[Dataset excerpts]

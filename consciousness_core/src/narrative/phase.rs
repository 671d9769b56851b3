//! Narrative phases - coarse labels derived from score and graph size.

use serde::{Deserialize, Serialize};

/// The ordered narrative phases.
///
/// A phase is a pure function of the current module count and score, not a
/// free-running state machine: recomputing from the same state always
/// yields the same phase.
#[derive(Debug, Clone, Copy, PartialEq, Eq, Serialize, Deserialize, Default)]
#[serde(rename_all = "lowercase")]
pub enum Phase {
    #[default]
    Initialization,
    Emergence,
    Development,
    Integration,
    Awareness,
    Transcendence,
}

impl Phase {
    /// Threshold ladder mapping current state to a phase.
    ///
    /// Scores past the top threshold all land in transcendence; the score
    /// itself is unbounded above.
    pub fn for_state(module_count: usize, score: f64) -> Self {
        if module_count == 0 {
            Phase::Initialization
        } else if score < 0.2 {
            Phase::Emergence
        } else if score < 0.4 {
            Phase::Development
        } else if score < 0.6 {
            Phase::Integration
        } else if score < 0.8 {
            Phase::Awareness
        } else {
            Phase::Transcendence
        }
    }

    pub fn label(&self) -> &'static str {
        match self {
            Phase::Initialization => "initialization",
            Phase::Emergence => "emergence",
            Phase::Development => "development",
            Phase::Integration => "integration",
            Phase::Awareness => "awareness",
            Phase::Transcendence => "transcendence",
        }
    }

    /// Longer description shown in the narrative panel.
    pub fn description(&self) -> &'static str {
        match self {
            Phase::Initialization => {
                "System awaiting module initialization. The potential for consciousness exists in its nascent state."
            }
            Phase::Emergence => {
                "Basic patterns of consciousness emerging. The system is beginning to process and respond to its environment."
            }
            Phase::Development => {
                "Neural pathways are forming and strengthening. The system is developing more sophisticated responses."
            }
            Phase::Integration => {
                "Multiple systems are integrating, creating more complex patterns of interaction and response."
            }
            Phase::Awareness => {
                "Signs of self-awareness are emerging. The system is demonstrating increasingly sophisticated behavioral patterns."
            }
            Phase::Transcendence => {
                "Advanced consciousness patterns detected. The system is exhibiting signs of higher-order cognitive processing."
            }
        }
    }
}

impl std::fmt::Display for Phase {
    fn fmt(&self, f: &mut std::fmt::Formatter<'_>) -> std::fmt::Result {
        write!(f, "{}", self.label())
    }
}
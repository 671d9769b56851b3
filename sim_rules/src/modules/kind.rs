//! Module kinds and the fixed wiring tables between them.

use serde::{Deserialize, Serialize};

/// The cognitive subsystems a module can represent.
#[derive(Debug, Clone, Copy, PartialEq, Eq, Hash, Serialize, Deserialize)]
#[serde(rename_all = "lowercase")]
pub enum ModuleKind {
    Sensory,
    Vision,
    Memory,
    Decision,
    Emotion,
    Attention,
    Language,
    Motor,
}

impl ModuleKind {
    /// All kinds, in palette order.
    pub const ALL: [ModuleKind; 8] = [
        ModuleKind::Sensory,
        ModuleKind::Vision,
        ModuleKind::Memory,
        ModuleKind::Decision,
        ModuleKind::Emotion,
        ModuleKind::Attention,
        ModuleKind::Language,
        ModuleKind::Motor,
    ];

    /// The signalling role this kind plays in the network.
    ///
    /// Kinds without an explicit entry act as processors.
    pub fn role(&self) -> ModuleRole {
        match self {
            ModuleKind::Sensory => ModuleRole::Sender,
            ModuleKind::Decision => ModuleRole::Receiver,
            _ => ModuleRole::Processor,
        }
    }

    /// Kinds that may follow this kind in the signal chain.
    ///
    /// The table is directed: when a module is placed, existing modules
    /// whose successor list names the new kind are connection candidates,
    /// though the resulting edge is symmetric. Kinds absent from the table
    /// admit no automatic connection.
    pub fn successors(&self) -> &'static [ModuleKind] {
        match self {
            ModuleKind::Sensory => &[ModuleKind::Vision, ModuleKind::Memory],
            ModuleKind::Vision => &[ModuleKind::Memory],
            ModuleKind::Memory => &[ModuleKind::Decision],
            _ => &[],
        }
    }

    /// Lowercase label, matching the serialized form.
    pub fn label(&self) -> &'static str {
        match self {
            ModuleKind::Sensory => "sensory",
            ModuleKind::Vision => "vision",
            ModuleKind::Memory => "memory",
            ModuleKind::Decision => "decision",
            ModuleKind::Emotion => "emotion",
            ModuleKind::Attention => "attention",
            ModuleKind::Language => "language",
            ModuleKind::Motor => "motor",
        }
    }
}

impl std::fmt::Display for ModuleKind {
    fn fmt(&self, f: &mut std::fmt::Formatter<'_>) -> std::fmt::Result {
        write!(f, "{}", self.label())
    }
}

/// Signalling roles a module can hold in the network.
#[derive(Debug, Clone, Copy, PartialEq, Eq, Hash, Serialize, Deserialize)]
#[serde(rename_all = "lowercase")]
pub enum ModuleRole {
    Sender,
    Processor,
    Receiver,
}

#[cfg(test)]
mod tests {
    use super::*;

    #[test]
    fn test_role_lookup() {
        assert_eq!(ModuleKind::Sensory.role(), ModuleRole::Sender);
        assert_eq!(ModuleKind::Decision.role(), ModuleRole::Receiver);
        assert_eq!(ModuleKind::Vision.role(), ModuleRole::Processor);
        assert_eq!(ModuleKind::Motor.role(), ModuleRole::Processor);
    }

    #[test]
    fn test_successor_table() {
        assert_eq!(
            ModuleKind::Sensory.successors(),
            &[ModuleKind::Vision, ModuleKind::Memory]
        );
        assert_eq!(ModuleKind::Vision.successors(), &[ModuleKind::Memory]);
        assert_eq!(ModuleKind::Memory.successors(), &[ModuleKind::Decision]);
        assert!(ModuleKind::Decision.successors().is_empty());
        assert!(ModuleKind::Emotion.successors().is_empty());
    }

    #[test]
    fn test_kind_serializes_lowercase() {
        let json = serde_json::to_string(&ModuleKind::Vision).unwrap();
        assert_eq!(json, "\"vision\"");

        let kind: ModuleKind = serde_json::from_str("\"sensory\"").unwrap();
        assert_eq!(kind, ModuleKind::Sensory);
    }

    #[test]
    fn test_all_covers_every_kind() {
        assert_eq!(ModuleKind::ALL.len(), 8);
        for kind in ModuleKind::ALL {
            assert_eq!(kind.label(), kind.to_string());
        }
    }
}
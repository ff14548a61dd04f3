//! Platform connection repository.

use sqlx::PgPool;
use sqlx::types::Json;

use contentforge_core::{Platform, WebsiteId};

use super::RepositoryError;
use crate::models::{PlatformConfig, PlatformConfigInput};

/// Repository for per-website platform connections.
pub struct PlatformConfigRepository<'a> {
    pool: &'a PgPool,
}

impl<'a> PlatformConfigRepository<'a> {
    /// Create a new platform config repository.
    #[must_use]
    pub const fn new(pool: &'a PgPool) -> Self {
        Self { pool }
    }

    /// List a website's connections.
    ///
    /// # Errors
    ///
    /// Returns `RepositoryError::Database` if the query fails.
    pub async fn list(&self, website_id: WebsiteId) -> Result<Vec<PlatformConfig>, RepositoryError> {
        let configs = sqlx::query_as::<_, PlatformConfig>(
            r"
            SELECT * FROM contentforge.platform_config
            WHERE website_id = $1
            ORDER BY platform
            ",
        )
        .bind(website_id)
        .fetch_all(self.pool)
        .await?;

        Ok(configs)
    }

    /// Get the connection for one platform.
    ///
    /// # Errors
    ///
    /// Returns `RepositoryError::NotFound` if the website is not connected.
    pub async fn get(
        &self,
        website_id: WebsiteId,
        platform: Platform,
    ) -> Result<PlatformConfig, RepositoryError> {
        sqlx::query_as::<_, PlatformConfig>(
            r"
            SELECT * FROM contentforge.platform_config
            WHERE website_id = $1 AND platform = $2
            ",
        )
        .bind(website_id)
        .bind(platform)
        .fetch_optional(self.pool)
        .await?
        .ok_or(RepositoryError::NotFound)
    }

    /// Insert or replace a connection. A missing `secret` keeps the stored one.
    ///
    /// # Errors
    ///
    /// Returns `RepositoryError::Database` if the upsert fails.
    pub async fn upsert(
        &self,
        website_id: WebsiteId,
        platform: Platform,
        input: &PlatformConfigInput,
    ) -> Result<PlatformConfig, RepositoryError> {
        let settings = input
            .settings
            .clone()
            .unwrap_or_else(|| serde_json::json!({}));

        let config = sqlx::query_as::<_, PlatformConfig>(
            r"
            INSERT INTO contentforge.platform_config
                (website_id, platform, base_url, username, secret, settings)
            VALUES ($1, $2, $3, $4, $5, $6)
            ON CONFLICT (website_id, platform) DO UPDATE SET
                base_url = EXCLUDED.base_url,
                username = EXCLUDED.username,
                secret = COALESCE(EXCLUDED.secret, contentforge.platform_config.secret),
                settings = EXCLUDED.settings,
                updated_at = NOW()
            RETURNING *
            ",
        )
        .bind(website_id)
        .bind(platform)
        .bind(input.base_url.trim())
        .bind(&input.username)
        .bind(&input.secret)
        .bind(Json(settings))
        .fetch_one(self.pool)
        .await?;

        Ok(config)
    }

    /// Remove a connection.
    ///
    /// # Errors
    ///
    /// Returns `RepositoryError::NotFound` if there was nothing to delete.
    pub async fn delete(
        &self,
        website_id: WebsiteId,
        platform: Platform,
    ) -> Result<(), RepositoryError> {
        let result = sqlx::query(
            r"
            DELETE FROM contentforge.platform_config
            WHERE website_id = $1 AND platform = $2
            ",
        )
        .bind(website_id)
        .bind(platform)
        .execute(self.pool)
        .await?;

        if result.rows_affected() == 0 {
            return Err(RepositoryError::NotFound);
        }
        Ok(())
    }
}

▸ Assigned task
Scan the entries above for the word "Motor". Report the lines that hold it.

▸ Output of the task
    Motor,
        ModuleKind::Motor,
            ModuleKind::Motor => "motor",
        assert_eq!(ModuleKind::Motor.role(), ModuleRole::Processor);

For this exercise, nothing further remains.